One Year Later
A year ago my life changed forever. I still remember that night. My friends took me out for a celebratory dinner and a concert in the park. Everyone reassured me that in a year, things would get better. Guess what? Nothing has changed. A year later, I'm still dealing with the same amount of passive-aggressiveness, gaslighting, spitefulness and vindictiveness. It has not gotten better, and I don't believe it ever will.
I remember a remark made earlier that day which was said loud enough for me to hear...."She'll fall apart again within a year" and how the circle of spectators garishly sniggered. They were betting on my downfall. I was determined to prove them wrong.
A year later I gleefully celebrate the failure of their prediction. I did not fall apart. My life has remained stable and is on an upwardly mobile track. I used this defeat as a springboard to a better life. I objectively anatomized the events that occurred and further broke them down until I was down to analyzing the motivations that allowed the behaviors to occur which prompted the events. I went deep. Step by step, I worked with an amazing therapist to overcome the core issues which manifested in harmful behaviors. There was however one fallacy that I was not able to renounce until very recently.

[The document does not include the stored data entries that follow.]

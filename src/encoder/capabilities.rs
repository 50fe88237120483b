//! Encoder availability probe.

use std::path::{Path, PathBuf};
use std::process::Stdio;

use tokio::process::Command;
use tokio::sync::OnceCell;

use crate::EncoderError;

/// Answers "can this ffmpeg encode with codec X?".
///
/// The encoder listing is fetched once per instance and shared by every
/// backend candidate built from the same context. A failed probe is not
/// remembered; the next query runs the program again.
#[derive(Debug)]
pub struct FfmpegCapabilities {
    program: PathBuf,
    listing: OnceCell<String>,
}

impl FfmpegCapabilities {
    /// Probes `program` on first use.
    pub fn new(program: impl Into<PathBuf>) -> Self {
        Self {
            program: program.into(),
            listing: OnceCell::new(),
        }
    }

    /// Creates a probe that answers from a fixed `-encoders` listing.
    pub fn from_listing(program: impl Into<PathBuf>, listing: impl Into<String>) -> Self {
        Self {
            program: program.into(),
            listing: OnceCell::new_with(Some(listing.into())),
        }
    }

    /// Program being probed.
    pub fn program(&self) -> &Path {
        &self.program
    }

    /// Returns `true` if `codec` is listed and the program runs.
    pub async fn supports_encoder(&self, codec: &str) -> bool {
        self.ensure_encoder(codec).await.is_ok()
    }

    /// Fails with [`EncoderError::Unsupported`] unless `codec` is usable.
    pub async fn ensure_encoder(&self, codec: &str) -> Result<(), EncoderError> {
        if codec.trim().is_empty() {
            return Err(EncoderError::unsupported("empty codec name"));
        }
        let listing = self
            .listing
            .get_or_try_init(|| probe_encoders(self.program.clone()))
            .await
            .map_err(EncoderError::unsupported)?;
        if listing_contains(listing, codec) {
            Ok(())
        } else {
            Err(EncoderError::unsupported(format!(
                "{codec} not listed by {}",
                self.program.display()
            )))
        }
    }
}

async fn probe_encoders(program: PathBuf) -> Result<String, String> {
    let output = Command::new(&program)
        .args(["-hide_banner", "-encoders"])
        .stdin(Stdio::null())
        .stdout(Stdio::piped())
        .stderr(Stdio::piped())
        .kill_on_drop(true)
        .output()
        .await
        .map_err(|e| format!("cannot run {}: {e}", program.display()))?;

    if !output.status.success() {
        return Err(format!(
            "{} -encoders exited with {}",
            program.display(),
            output.status
        ));
    }

    let mut text = String::from_utf8_lossy(&output.stdout).into_owned();
    text.push_str(&String::from_utf8_lossy(&output.stderr));
    tracing::debug!(program = %program.display(), bytes = text.len(), "encoder listing probed");
    Ok(text)
}

/// Returns `true` if an `-encoders` listing has a line for `codec`.
///
/// Listing lines look like ` V....D libx264   libx264 H.264 ...`: flags,
/// then the encoder name.
fn listing_contains(listing: &str, codec: &str) -> bool {
    listing.lines().any(|line| {
        let mut fields = line.split_whitespace();
        fields.next();
        fields
            .next()
            .is_some_and(|name| name.eq_ignore_ascii_case(codec))
    })
}

#[cfg(test)]
mod tests {
    use super::*;

    const LISTING: &str = "\
Encoders:
 V..... = Video
 ------
 V....D libx264              libx264 H.264 / AVC / MPEG-4 AVC (codec h264)
 V....D h264_nvenc           NVIDIA NVENC H.264 encoder (codec h264)
 A....D aac                  AAC (Advanced Audio Coding)
";

    #[test]
    fn test_listing_contains() {
        assert!(listing_contains(LISTING, "libx264"));
        assert!(listing_contains(LISTING, "H264_NVENC"));
        assert!(!listing_contains(LISTING, "h264_amf"));
        // Mentioned in a description, not an encoder name.
        assert!(!listing_contains(LISTING, "NVIDIA"));
    }

    #[tokio::test]
    async fn test_from_listing() {
        let caps = FfmpegCapabilities::from_listing("ffmpeg", LISTING);
        assert!(caps.supports_encoder("libx264").await);
        let err = caps.ensure_encoder("h264_qsv").await.unwrap_err();
        assert!(matches!(err, EncoderError::Unsupported { .. }));
        assert!(err.to_string().contains("h264_qsv not listed"));
    }

    #[tokio::test]
    async fn test_missing_program_is_unsupported() {
        let caps = FfmpegCapabilities::new("/nonexistent/ffmpeg-binary");
        let err = caps.ensure_encoder("libx264").await.unwrap_err();
        assert!(matches!(err, EncoderError::Unsupported { .. }));
        assert!(err.to_string().contains("cannot run"));
    }

    #[cfg(unix)]
    #[tokio::test]
    async fn test_failed_probe_is_retried() {
        use std::os::unix::fs::PermissionsExt;

        let dir = tempfile::tempdir().unwrap();
        let program = dir.path().join("late-ffmpeg.sh");
        let caps = FfmpegCapabilities::new(&program);
        assert!(!caps.supports_encoder("libx264").await);

        std::fs::write(&program, "#!/bin/sh\necho ' V....D libx264 H.264'\n").unwrap();
        std::fs::set_permissions(&program, std::fs::Permissions::from_mode(0o755)).unwrap();
        assert!(caps.supports_encoder("libx264").await);
    }

    #[tokio::test]
    async fn test_empty_codec_is_unsupported() {
        let caps = FfmpegCapabilities::from_listing("ffmpeg", LISTING);
        assert!(!caps.supports_encoder("  ").await);
    }
}
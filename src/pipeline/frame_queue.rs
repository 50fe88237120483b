//! Bounded drop-oldest queue between a capture source and the encoder.

use std::collections::VecDeque;
use std::sync::atomic::{AtomicU64, AtomicUsize, Ordering};
use std::sync::Arc;

use parking_lot::Mutex;
use tokio::sync::Notify;

use crate::RawFrame;

/// What happened to a frame handed to [`FrameSender::send`].
#[derive(Debug, Clone, Copy, PartialEq, Eq)]
pub enum SendOutcome {
    /// Queued behind existing frames.
    Queued,
    /// Queued; the oldest queued frame was dropped to make room.
    DroppedOldest,
    /// The queue is closed; the frame was released.
    Closed,
}

impl SendOutcome {
    /// Returns `true` if the queue no longer accepts frames.
    pub fn is_closed(&self) -> bool {
        matches!(self, Self::Closed)
    }
}

#[derive(Debug, Default)]
struct QueueState {
    frames: VecDeque<RawFrame>,
    closed: bool,
}

#[derive(Debug)]
struct Shared {
    state: Mutex<QueueState>,
    notify: Notify,
    capacity: usize,
    senders: AtomicUsize,
    enqueued: AtomicU64,
    dropped: AtomicU64,
}

/// Creates a queue holding at most `capacity` frames (minimum one).
pub fn frame_queue(capacity: usize) -> (FrameSender, FrameReceiver) {
    let shared = Arc::new(Shared {
        state: Mutex::new(QueueState::default()),
        notify: Notify::new(),
        capacity: capacity.max(1),
        senders: AtomicUsize::new(1),
        enqueued: AtomicU64::new(0),
        dropped: AtomicU64::new(0),
    });
    (
        FrameSender {
            shared: Arc::clone(&shared),
        },
        FrameReceiver { shared },
    )
}

/// Producer half. Cloneable; [`send`](Self::send) never waits.
///
/// Dropping the last sender closes the queue.
#[derive(Debug)]
pub struct FrameSender {
    shared: Arc<Shared>,
}

impl FrameSender {
    /// Enqueues `frame`, evicting and releasing the oldest frame when full.
    pub fn send(&self, frame: RawFrame) -> SendOutcome {
        let evicted = {
            let mut state = self.shared.state.lock();
            if state.closed {
                drop(state);
                frame.release();
                return SendOutcome::Closed;
            }
            state.frames.push_back(frame);
            if state.frames.len() > self.shared.capacity {
                state.frames.pop_front()
            } else {
                None
            }
        };

        self.shared.enqueued.fetch_add(1, Ordering::Relaxed);
        self.shared.notify.notify_one();

        match evicted {
            Some(old) => {
                self.shared.dropped.fetch_add(1, Ordering::Relaxed);
                tracing::trace!(ts = old.timestamp_ms(), "frame queue full, dropped oldest");
                old.release();
                SendOutcome::DroppedOldest
            }
            None => SendOutcome::Queued,
        }
    }

    /// Returns `true` once the queue has been closed.
    pub fn is_closed(&self) -> bool {
        self.shared.state.lock().closed
    }
}

impl Clone for FrameSender {
    fn clone(&self) -> Self {
        self.shared.senders.fetch_add(1, Ordering::Relaxed);
        Self {
            shared: Arc::clone(&self.shared),
        }
    }
}

impl Drop for FrameSender {
    fn drop(&mut self) {
        if self.shared.senders.fetch_sub(1, Ordering::AcqRel) == 1 {
            self.shared.state.lock().closed = true;
            self.shared.notify.notify_one();
        }
    }
}

/// Consumer half.
#[derive(Debug)]
pub struct FrameReceiver {
    shared: Arc<Shared>,
}

impl FrameReceiver {
    /// Waits for the next frame.
    ///
    /// Returns `None` once the queue is closed (explicitly or by dropping
    /// every sender) and drained.
    pub async fn recv(&self) -> Option<RawFrame> {
        loop {
            let notified = self.shared.notify.notified();
            {
                let mut state = self.shared.state.lock();
                if let Some(frame) = state.frames.pop_front() {
                    return Some(frame);
                }
                if state.closed {
                    return None;
                }
            }
            notified.await;
        }
    }

    /// Takes the next frame if one is queued.
    pub fn try_recv(&self) -> Option<RawFrame> {
        self.shared.state.lock().frames.pop_front()
    }

    /// Stops accepting frames. Queued frames remain receivable.
    pub fn close(&self) {
        self.shared.state.lock().closed = true;
        self.shared.notify.notify_one();
    }

    /// Frames currently queued.
    pub fn len(&self) -> usize {
        self.shared.state.lock().frames.len()
    }

    /// Returns `true` if nothing is queued.
    pub fn is_empty(&self) -> bool {
        self.len() == 0
    }

    /// Frames accepted by [`FrameSender::send`], including later-dropped ones.
    pub fn enqueued(&self) -> u64 {
        self.shared.enqueued.load(Ordering::Relaxed)
    }

    /// Frames evicted to make room for newer ones.
    pub fn dropped(&self) -> u64 {
        self.shared.dropped.load(Ordering::Relaxed)
    }

    /// Releases every queued frame without delivering it.
    pub fn discard_pending(&self) -> usize {
        let frames: Vec<RawFrame> = self.shared.state.lock().frames.drain(..).collect();
        let count = frames.len();
        frames.into_iter().for_each(RawFrame::release);
        count
    }
}

#[cfg(test)]
mod tests {
    use super::*;
    use crate::source::CpuSurface;
    use std::time::Duration;

    fn frame(ts: i64) -> RawFrame {
        RawFrame::new(Arc::new(CpuSurface::solid(1, 2, 2, [0; 4])), ts)
    }

    #[test]
    fn test_drop_oldest_keeps_most_recent() {
        let (tx, rx) = frame_queue(4);
        let outcomes: Vec<_> = (1..=10).map(|ts| tx.send(frame(ts))).collect();

        assert_eq!(outcomes[..4], [SendOutcome::Queued; 4]);
        assert!(outcomes[4..].iter().all(|o| *o == SendOutcome::DroppedOldest));
        assert_eq!(rx.enqueued(), 10);
        assert_eq!(rx.dropped(), 6);

        let delivered: Vec<_> = std::iter::from_fn(|| rx.try_recv())
            .map(|f| f.timestamp_ms())
            .collect();
        assert_eq!(delivered, vec![7, 8, 9, 10]);
    }

    #[test]
    fn test_zero_capacity_holds_one() {
        let (tx, rx) = frame_queue(0);
        tx.send(frame(1));
        tx.send(frame(2));
        assert_eq!(rx.len(), 1);
        assert_eq!(rx.try_recv().map(|f| f.timestamp_ms()), Some(2));
    }

    #[test]
    fn test_closed_queue_rejects_frames() {
        let (tx, rx) = frame_queue(2);
        tx.send(frame(1));
        rx.close();
        assert!(tx.is_closed());
        assert_eq!(tx.send(frame(2)), SendOutcome::Closed);
        assert_eq!(rx.enqueued(), 1);
        // Frames queued before close are still delivered.
        assert_eq!(rx.try_recv().map(|f| f.timestamp_ms()), Some(1));
    }

    #[tokio::test]
    async fn test_recv_waits_for_frames() {
        let (tx, rx) = frame_queue(2);
        let consumer = tokio::spawn(async move {
            let mut seen = Vec::new();
            while let Some(f) = rx.recv().await {
                seen.push(f.timestamp_ms());
                if seen.len() == 2 {
                    rx.close();
                }
            }
            seen
        });

        tokio::time::sleep(Duration::from_millis(10)).await;
        tx.send(frame(1));
        tokio::time::sleep(Duration::from_millis(10)).await;
        tx.send(frame(2));

        let seen = tokio::time::timeout(Duration::from_secs(2), consumer)
            .await
            .unwrap()
            .unwrap();
        assert_eq!(seen, vec![1, 2]);
    }

    #[tokio::test]
    async fn test_recv_returns_none_after_close() {
        let (_tx, rx) = frame_queue(2);
        rx.close();
        assert!(rx.recv().await.is_none());
    }

    #[tokio::test]
    async fn test_recv_ends_when_last_sender_dropped() {
        let (tx, rx) = frame_queue(2);
        let second = tx.clone();
        tx.send(frame(1));
        drop(tx);
        assert!(!second.is_closed());

        let consumer = tokio::spawn(async move {
            let mut seen = Vec::new();
            while let Some(f) = rx.recv().await {
                seen.push(f.timestamp_ms());
            }
            seen
        });
        tokio::time::sleep(Duration::from_millis(10)).await;
        second.send(frame(2));
        drop(second);

        let seen = tokio::time::timeout(Duration::from_secs(2), consumer)
            .await
            .unwrap()
            .unwrap();
        assert_eq!(seen, vec![1, 2]);
    }

    #[test]
    fn test_discard_pending_releases_frames() {
        let (tx, rx) = frame_queue(3);
        for ts in 0..3 {
            tx.send(frame(ts));
        }
        assert_eq!(rx.discard_pending(), 3);
        assert!(rx.is_empty());
    }
}
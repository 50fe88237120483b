//! Clip writer backed by an external `ffmpeg` muxer.

use std::io::ErrorKind;
use std::path::{Path, PathBuf};
use std::process::Stdio;
use std::time::Duration;

use async_trait::async_trait;
use tokio::io::{AsyncReadExt, AsyncWriteExt};
use tokio::process::Command;

use super::{ClipOutcome, ClipRequest, ClipWriter};
use crate::{ClipError, EncodedPacketSnapshot};

/// Highest frame rate handed to the muxer.
pub const MAX_CLIP_FPS: u32 = 240;

/// Picks the frame rate the muxer should assume for `snapshot`.
///
/// A raw elementary stream carries no timing, so the muxer spaces frames at
/// a fixed rate. When the snapshot covers less time than requested (the
/// session has not been running that long, or frames were dropped), the
/// rate is estimated from the number of coded pictures over the pts span so
/// playback length matches wall time. Otherwise `nominal_fps` is used,
/// falling back to `fallback_fps`. The result is clamped to `1..=240`.
pub fn resolve_clip_fps(
    snapshot: &EncodedPacketSnapshot,
    requested: Duration,
    nominal_fps: Option<u32>,
    fallback_fps: u32,
) -> u32 {
    let configured = nominal_fps.filter(|&fps| fps > 0).unwrap_or(fallback_fps);

    let pictures = snapshot.access_unit_count();
    let estimate = snapshot.pts_span_ms().and_then(|span_ms| {
        let requested_ms = requested.as_millis();
        let shorter = requested_ms == 0 || (span_ms as u128) < requested_ms;
        if span_ms <= 0 || pictures == 0 || !shorter {
            return None;
        }
        let fps = pictures as f64 / (span_ms as f64 / 1000.0);
        Some(fps.round() as u32)
    });

    estimate.unwrap_or(configured).clamp(1, MAX_CLIP_FPS)
}

/// Arguments for muxing an H.264 elementary stream from stdin into `path`.
pub fn mux_args(fps: u32, duration: Duration, path: &Path) -> Vec<String> {
    let mut args = vec![
        "-y".to_string(),
        "-r".to_string(),
        fps.to_string(),
        "-f".to_string(),
        "h264".to_string(),
        "-i".to_string(),
        "pipe:0".to_string(),
        "-c".to_string(),
        "copy".to_string(),
    ];
    if !duration.is_zero() {
        args.push("-t".to_string());
        args.push(format!("{:.3}", duration.as_secs_f64()));
    }
    args.push(path.to_string_lossy().into_owned());
    args
}

/// Muxes snapshots with an `ffmpeg` child process.
///
/// # Example
///
/// ```
/// use instant_replay::FfmpegClipWriter;
///
/// let writer = FfmpegClipWriter::new("ffmpeg").with_fallback_fps(30);
/// assert_eq!(writer.fallback_fps(), 30);
/// ```
#[derive(Debug, Clone)]
pub struct FfmpegClipWriter {
    program: PathBuf,
    fallback_fps: u32,
}

impl FfmpegClipWriter {
    /// Creates a writer that runs `program`.
    pub fn new(program: impl Into<PathBuf>) -> Self {
        Self {
            program: program.into(),
            fallback_fps: 60,
        }
    }

    /// Frame rate used when the stream's rate is unknown.
    #[must_use]
    pub fn with_fallback_fps(mut self, fps: u32) -> Self {
        self.fallback_fps = fps.max(1);
        self
    }

    /// Frame rate used when the stream's rate is unknown.
    pub fn fallback_fps(&self) -> u32 {
        self.fallback_fps
    }
}

#[async_trait]
impl ClipWriter for FfmpegClipWriter {
    fn name(&self) -> &str {
        "ffmpeg"
    }

    async fn write(&self, request: ClipRequest<'_>) -> Result<ClipOutcome, ClipError> {
        let ClipRequest {
            path,
            snapshot,
            duration,
            nominal_fps,
        } = request;

        if snapshot.is_empty() {
            tracing::debug!(path = %path.display(), "empty snapshot, clip skipped");
            return Ok(ClipOutcome::Skipped);
        }

        if let Some(parent) = path.parent().filter(|p| !p.as_os_str().is_empty()) {
            tokio::fs::create_dir_all(parent)
                .await
                .map_err(|e| ClipError::io(parent, e))?;
        }

        let fps = resolve_clip_fps(snapshot, duration, nominal_fps, self.fallback_fps);
        let args = mux_args(fps, duration, path);
        tracing::debug!(
            program = %self.program.display(),
            ?args,
            packets = snapshot.len(),
            bytes = snapshot.total_bytes(),
            "spawning clip muxer"
        );

        let mut child = Command::new(&self.program)
            .args(&args)
            .stdin(Stdio::piped())
            .stdout(Stdio::null())
            .stderr(Stdio::piped())
            .kill_on_drop(true)
            .spawn()
            .map_err(|source| ClipError::Spawn {
                program: self.program.clone(),
                source,
            })?;

        let stderr_task = child.stderr.take().map(|mut stderr| {
            tokio::spawn(async move {
                let mut text = String::new();
                if let Err(e) = stderr.read_to_string(&mut text).await {
                    tracing::debug!("muxer stderr read failed: {e}");
                }
                text
            })
        });

        if let Some(mut stdin) = child.stdin.take() {
            for packet in snapshot {
                match stdin.write_all(&packet.data).await {
                    Ok(()) => {}
                    // The muxer stops reading once it reaches `-t`.
                    Err(e) if e.kind() == ErrorKind::BrokenPipe => break,
                    Err(e) => return Err(ClipError::io(path, e)),
                }
            }
            match stdin.shutdown().await {
                Ok(()) => {}
                Err(e) if e.kind() == ErrorKind::BrokenPipe => {}
                Err(e) => return Err(ClipError::io(path, e)),
            }
        }

        let status = child.wait().await.map_err(|e| ClipError::io(path, e))?;
        let stderr = match stderr_task {
            Some(task) => task.await.unwrap_or_default(),
            None => String::new(),
        };

        if !status.success() {
            tracing::warn!(%status, path = %path.display(), "clip muxer failed");
            return Err(ClipError::MuxFailed {
                status,
                stderr: stderr.trim().to_string(),
            });
        }

        let bytes = match tokio::fs::metadata(path).await {
            Ok(meta) if meta.len() > 0 => meta.len(),
            _ => {
                return Err(ClipError::EmptyOutput {
                    path: path.to_path_buf(),
                })
            }
        };

        tracing::info!(path = %path.display(), bytes, fps, "clip written");
        Ok(ClipOutcome::Written {
            path: path.to_path_buf(),
            bytes,
        })
    }
}
//! Frame pipeline between a capture source and the encoder.
//!
//! ```text
//! capture callback → FrameQueue (drop oldest) → consumer task → HardwareEncoder
//! ```
//!
//! - **Frame queue**: bounded, never blocks the producer, evicts the oldest
//!   frame when full and counts the eviction
//! - **Capture manager**: owns the queue, the consumer task and the
//!   resolution-change forwarding, and exposes throughput counters

mod capture;
mod frame_queue;

pub use capture::{CaptureManager, SessionStats};
pub use frame_queue::{frame_queue, FrameReceiver, FrameSender, SendOutcome};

I used to write long passionate prose hoping to soften the heart and appeal to the soul. Every single one was met with disdain and derision. I never gave up because I thought that something, even one thing, might possibly get through and make a difference. I am a hopelessly foolish optimist in that way. As I was writing yet another long winded passionate response, I suddenly stopped and hit the backspace button until my screen was blank. The curser blinked at me in anticipation. Suddenly, it dawned on me that nothing I was going to say or do was ever going to make a lick of a difference. I had been operating through Ovid's philosophy that“Dripping water hollows out stone, not through force but through persistence”. However, I failed to realize that I was not dealing with stone, I was dealing with steel. Instead of an opus, I typed a generic pandering response and sent it off. That was it. I was done.
Finally, after years and years of being stuck in a vicious cycle of enmeshment, the puzzle was complete and I was free. They say the opposite of love is hate, but now I understood that the opposite of both love and hate is apathy. I no longer cared to even try.
A lot of the stress and anxiety I experienced came from fears that were both perceived and imagined. I remember worrying that I would be homeless and that I would become a social pariah. I thought that no man would ever want me because of my baggage.
In reality, one year later my life is better than it's ever been before. It's not perfect, and I'm not out of the woods yet, but the fires I imagined were mere flickering flames in the end. My relationship with my kids is absolutely amazing. They defer to me as an authoritative figure, despite the lack of physical presence. The emotional bond is now secure enough that I can rest on my laurels for a bit. My relationship with my family is amazing. My community, both old and new, embraces me. I do not lack for romantic prospects. I'm emotionally healthier than I've ever been. I'm learning to love and value myself, and in turn making better decisions. I have really great friends. I have goals and a purpose. I have a good relationship with God. Life is good.
I lost a lot, but I still feel like I'm a winner. I overcame it all. I won. As Viktor Frankl said "Everything can be taken from a man but one thing: the last of the human freedoms—to choose one’s attitude in any given set of circumstances, to choose one’s own way."